Можешь петь от восторга, думать о чем-нибудь приятнейшем, скажем, о глинищах да оврагах нашей несравненной, в дерезе да пылище, Терновщины, которая где-то сейчас на таком от нас удалении, будто Шумерское царство, будто некое стопное Урарту!.. Свободен ты здесь в помыслах и желаниях, можешь улыбнуться кому-нибудь незнакомому, и тебе кто-нибудь улыбнется, пролетая рядом... Потому что здесь, в дороге, в этих скоростях - ты свободен от условностей, суета сует позади, здесь ты равен всем, кто летит, одолевает пространство, ты здесь брат человечеству! - экск'юз ми [Извините (англ.)] за высокий слог...

- Никогда не видела вас таким, Кирилл Петрович,- сказала удивленно Лида.- Это чьи-то стихи?

- Мои, Лида, мои, но больше не буду,- покаялся пред нею Заболотный и спустя время обратился ко мне уже тоном более спокойным, серьезным: - Во всяком случае, дружище, меня дорога всегда ночему-то волнует. Будь то маленькая стежка, убегающая в поля, или современная гудроновая трасса... Разве такая вот лента, исчезающая неведомо где, может своим-видом не вызвать у нас определенных эмоций?.. Помнишь, как, бывало, какой-нибудь прохожий спрашивал у нас, пастушат, в степи: "Куда эта дорога ведет?" Слышишь - ведет?.. Да и нам не терпелось больше знать о нашей дороге: куда она? Откуда? Где ее начало?

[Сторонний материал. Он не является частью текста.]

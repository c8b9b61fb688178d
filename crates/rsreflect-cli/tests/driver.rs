//! End-to-end runs of the driver over unit files on disk

use pretty_assertions::assert_eq;
use rsreflect::{check, discover_units, inspect, run, Config, Emit};
use rsreflect_core::ast::{BuiltinKind, QualType, RecordDecl, VarDecl};
use rsreflect_core::UnitBuilder;
use std::fs;
use std::path::{Path, PathBuf};
use tempfile::TempDir;

/// A script exporting one `Point` variable; `second` names the second field.
fn point_unit(file: &str, second: &str) -> String {
    let mut builder = UnitBuilder::script(file, "com.example.geometry");
    let point = builder.record(
        RecordDecl::structure("Point")
            .field("x", QualType::float())
            .field(second, QualType::float()),
    );
    builder
        .var(VarDecl::global("origin", QualType::record(point)))
        .var(VarDecl::global("tint", QualType::vector(BuiltinKind::Float, 4)));
    serde_json::to_string_pretty(&builder.build()).unwrap()
}

fn write_unit(dir: &Path, name: &str, json: &str) -> PathBuf {
    let path = dir.join(name);
    fs::write(&path, json).unwrap();
    path
}

fn config(output: &Path, emit: Emit) -> Config {
    Config {
        output_dir: Some(output.to_path_buf()),
        emit,
        ..Config::default()
    }
}

#[test]
fn test_directory_compiles_into_plans() -> Result<(), Box<dyn std::error::Error>> {
    let temp_dir = TempDir::new()?;
    let units = temp_dir.path().join("units");
    fs::create_dir(&units)?;
    write_unit(&units, "a.json", &point_unit("a.rs", "y"));
    write_unit(&units, "b.json", &point_unit("b.rs", "y"));
    fs::write(units.join("notes.txt"), "not a unit")?;

    let out = temp_dir.path().join("gen");
    let outcome = run(&config(&out, Emit::Plan), &[units])?;

    assert!(outcome.summary.is_success());
    assert_eq!(outcome.summary.files, 2);
    assert_eq!(outcome.summary.registered_types, 1);
    assert_eq!(outcome.written, vec![out.join("a.plan.json"), out.join("b.plan.json")]);

    let plan: serde_json::Value = serde_json::from_str(&fs::read_to_string(out.join("a.plan.json"))?)?;
    assert_eq!(plan["class_name"], "ScriptC_a");
    assert_eq!(plan["vars"][0]["host_type"], "ScriptField_Point.Item");
    assert_eq!(plan["vars"][1]["host_type"], "Float4");
    Ok(())
}

#[test]
fn test_conflicting_file_does_not_stop_batch() -> Result<(), Box<dyn std::error::Error>> {
    let temp_dir = TempDir::new()?;
    let first = write_unit(temp_dir.path(), "first.json", &point_unit("first.rs", "y"));
    let second = write_unit(temp_dir.path(), "second.json", &point_unit("second.rs", "z"));
    let third = write_unit(temp_dir.path(), "third.json", &point_unit("third.rs", "y"));

    let out = temp_dir.path().join("out");
    let outcome = run(&config(&out, Emit::Json), &[first, second, third])?;

    assert_eq!(outcome.summary.failed, vec!["second.rs".to_string()]);
    assert_eq!(outcome.written.len(), 2);
    assert!(!out.join("second.types.json").exists());

    let failed = &outcome.reports[1];
    assert!(!failed.success);
    let message = &failed.diagnostics.errors().next().unwrap().message;
    assert!(message.contains("incompatible type definition"), "{}", message);
    Ok(())
}

#[test]
fn test_binary_descriptors_can_be_inspected() -> Result<(), Box<dyn std::error::Error>> {
    let temp_dir = TempDir::new()?;
    let unit = write_unit(temp_dir.path(), "shapes.json", &point_unit("shapes.rs", "y"));
    let out = temp_dir.path().join("bin");

    let outcome = run(&config(&out, Emit::Binary), &[unit])?;
    assert_eq!(outcome.written, vec![out.join("shapes.rstd")]);

    let bytes = fs::read(out.join("shapes.rstd"))?;
    assert_eq!(&bytes[..4], b"RSTD");
    let table = rsreflect_core::DescriptorTable::decode(&bytes)?;
    assert!(table.find_record("Point").is_some());

    let json = inspect(&out.join("shapes.rstd"))?;
    assert!(json.contains("\"Point\""));
    Ok(())
}

#[test]
fn test_binary_needs_output_dir() {
    let temp_dir = TempDir::new().unwrap();
    let unit = write_unit(temp_dir.path(), "a.json", &point_unit("a.rs", "y"));
    let config = Config {
        emit: Emit::Binary,
        ..Config::default()
    };
    let err = run(&config, &[unit]).unwrap_err();
    assert_eq!(err.to_string(), "binary output requires an output directory");
}

#[test]
fn test_config_file_target_is_checked_before_compiling() {
    let temp_dir = TempDir::new().unwrap();
    let config_path = temp_dir.path().join("rsreflect.toml");
    fs::write(&config_path, "target_api = 9\nstrict_dialect = true\n").unwrap();
    let unit = write_unit(temp_dir.path(), "a.json", &point_unit("a.rs", "y"));

    let config = Config::discover(None, temp_dir.path()).unwrap();
    assert_eq!(config.target_api, 9);
    assert!(config.strict_dialect);

    let err = check(&config, &[unit]).unwrap_err();
    assert!(err.to_string().contains("outside the supported range"));
}

#[test]
fn test_check_writes_nothing() {
    let temp_dir = TempDir::new().unwrap();
    let unit = write_unit(temp_dir.path(), "a.json", &point_unit("a.rs", "y"));
    let out = temp_dir.path().join("out");

    let outcome = check(&config(&out, Emit::Plan), &[unit]).unwrap();
    assert!(outcome.summary.is_success());
    assert!(outcome.written.is_empty());
    assert!(!out.exists());
}

#[test]
fn test_unreadable_unit_is_reported() {
    let temp_dir = TempDir::new().unwrap();
    let unit = write_unit(temp_dir.path(), "broken.json", "{ not json");
    let err = check(&Config::default(), &[unit]).unwrap_err();
    assert!(err.to_string().starts_with("Failed to parse translation unit"));

    let missing = temp_dir.path().join("missing.json");
    assert!(discover_units(&[missing]).is_err());
}
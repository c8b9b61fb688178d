//! Command-line driver for RenderScript export analysis
//!
//! Loads serialized translation units, compiles them as one batch and
//! writes type descriptors or reflection plans.

pub mod config;
pub mod driver;

pub use config::{Config, Emit, Overrides};
pub use driver::{check, discover_units, inspect, load_unit, run, RunOutcome};
//! Per-file export registry
//!
//! One [`ExportContext`] is live per compiled file. It owns every type node
//! created while exporting the file, the exported variables, functions and
//! kernels, and the diagnostics produced along the way. [`reset`] clears it
//! for the next file; records that must outlive the file are copied into
//! the [`DefinitionRegistry`] by the cross-unit check first.
//!
//! [`reset`]: ExportContext::reset

use std::collections::{HashMap, HashSet};

use tracing::instrument;

use crate::api::TargetOptions;
use crate::ast::{Decl, FunctionDecl, Initializer, Linkage, QualType, StorageClass, TranslationUnit, VarDecl};
use crate::diagnostics::{Diagnostic, DiagnosticCategory, Diagnostics};
use crate::error::CoreError;
use crate::export::{ExportForEach, ExportFunc, ExportParam, ExportVar, Exportable, InitValue, Scalar};
use crate::kernel::{self, FunctionClass};
use crate::metadata::ExportMetadata;
use crate::odr::DefinitionRegistry;
use crate::primitive::PrimitiveKind;
use crate::types::{is_reserved_name, TypeArena, TypeClass, TypeId, TypeKind};
use crate::validate::{self, is_member_exportable, is_type_exportable};

#[derive(Debug, Clone)]
pub struct ExportContext {
    options: TargetOptions,
    file_name: String,
    pub(crate) arena: TypeArena,
    pub(crate) types: HashMap<String, TypeId>,
    pub(crate) type_order: Vec<String>,
    vars: Vec<ExportVar>,
    funcs: Vec<ExportFunc>,
    foreach: Vec<ExportForEach>,
    pub(crate) exportables: Vec<Exportable>,
    metadata: ExportMetadata,
    pub(crate) diagnostics: Diagnostics,
}
//! Driver configuration (`rsreflect.toml`)

use anyhow::{bail, Context, Result};
use rsreflect_core::{ApiLevel, PointerWidth, TargetOptions};
use serde::{Deserialize, Serialize};
use std::fs;
use std::path::{Path, PathBuf};

pub const DEFAULT_CONFIG_FILE: &str = "rsreflect.toml";

/// What the driver writes for each successfully exported file.
#[derive(Debug, Clone, Copy, PartialEq, Eq, Default, Serialize, Deserialize, clap::ValueEnum)]
#[serde(rename_all = "lowercase")]
pub enum Emit {
    /// Type descriptors as JSON
    #[default]
    Json,
    /// Type descriptors in the `RSTD` binary form
    Binary,
    /// Reflection plans for binding generators
    Plan,
}

impl Emit {
    pub fn extension(self) -> &'static str {
        match self {
            Emit::Json => "types.json",
            Emit::Binary => "rstd",
            Emit::Plan => "plan.json",
        }
    }
}

#[derive(Debug, Clone, PartialEq, Serialize, Deserialize)]
#[serde(default)]
pub struct Config {
    pub target_api: u32,
    pub strict_dialect: bool,
    pub pointer_width: u32,
    pub output_dir: Option<PathBuf>,
    pub emit: Emit,
}

impl Default for Config {
    fn default() -> Self {
        Self {
            target_api: ApiLevel::MAX.get(),
            strict_dialect: false,
            pointer_width: 32,
            output_dir: None,
            emit: Emit::default(),
        }
    }
}

/// Command-line values that take precedence over the file.
#[derive(Debug, Clone, Default)]
pub struct Overrides {
    pub target_api: Option<u32>,
    pub strict_dialect: bool,
    pub pointer_width: Option<u32>,
    pub output_dir: Option<PathBuf>,
    pub emit: Option<Emit>,
}

impl Config {
    pub fn from_file(path: &Path) -> Result<Self> {
        let content = fs::read_to_string(path)
            .with_context(|| format!("Failed to read config file: {}", path.display()))?;
        toml::from_str(&content)
            .with_context(|| format!("Failed to parse config file: {}", path.display()))
    }

    /// Explicit path, else `rsreflect.toml` in `dir` if present, else defaults.
    pub fn discover(explicit: Option<&Path>, dir: &Path) -> Result<Self> {
        if let Some(path) = explicit {
            return Self::from_file(path);
        }
        let candidate = dir.join(DEFAULT_CONFIG_FILE);
        if candidate.is_file() {
            tracing::debug!("using {}", candidate.display());
            Self::from_file(&candidate)
        } else {
            Ok(Self::default())
        }
    }

    pub fn apply(&mut self, overrides: Overrides) {
        if let Some(api) = overrides.target_api {
            self.target_api = api;
        }
        // A flag can only turn the strict dialect on.
        self.strict_dialect |= overrides.strict_dialect;
        if let Some(width) = overrides.pointer_width {
            self.pointer_width = width;
        }
        if overrides.output_dir.is_some() {
            self.output_dir = overrides.output_dir;
        }
        if let Some(emit) = overrides.emit {
            self.emit = emit;
        }
    }

    /// Pre-flight check of the configured target.
    pub fn target_options(&self) -> Result<TargetOptions> {
        let api = ApiLevel(self.target_api);
        if !api.is_supported() {
            bail!(
                "target API level {} is outside the supported range {}-{}",
                api,
                ApiLevel::MIN,
                ApiLevel::MAX
            );
        }
        let Some(width) = PointerWidth::from_bits(self.pointer_width) else {
            bail!("pointer width must be 32 or 64, got {}", self.pointer_width);
        };
        Ok(TargetOptions::new(api)
            .strict(self.strict_dialect)
            .with_pointer_width(width))
    }
}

Где будет конец?

- А по-моему,- вставляет слово Лида,- дороги ниоткуда не начинаются и не кончаются нигде...

Заболотный думает какое-то время, словно взвешивает то, что сказала девчонка, потом признает:

- Может, ты и права... Хотя все на свете где-то да берет свои начала и где-то должно иметь свои финалы... по крайней мере, когда речь о чьей-нибудь конкретной стезе.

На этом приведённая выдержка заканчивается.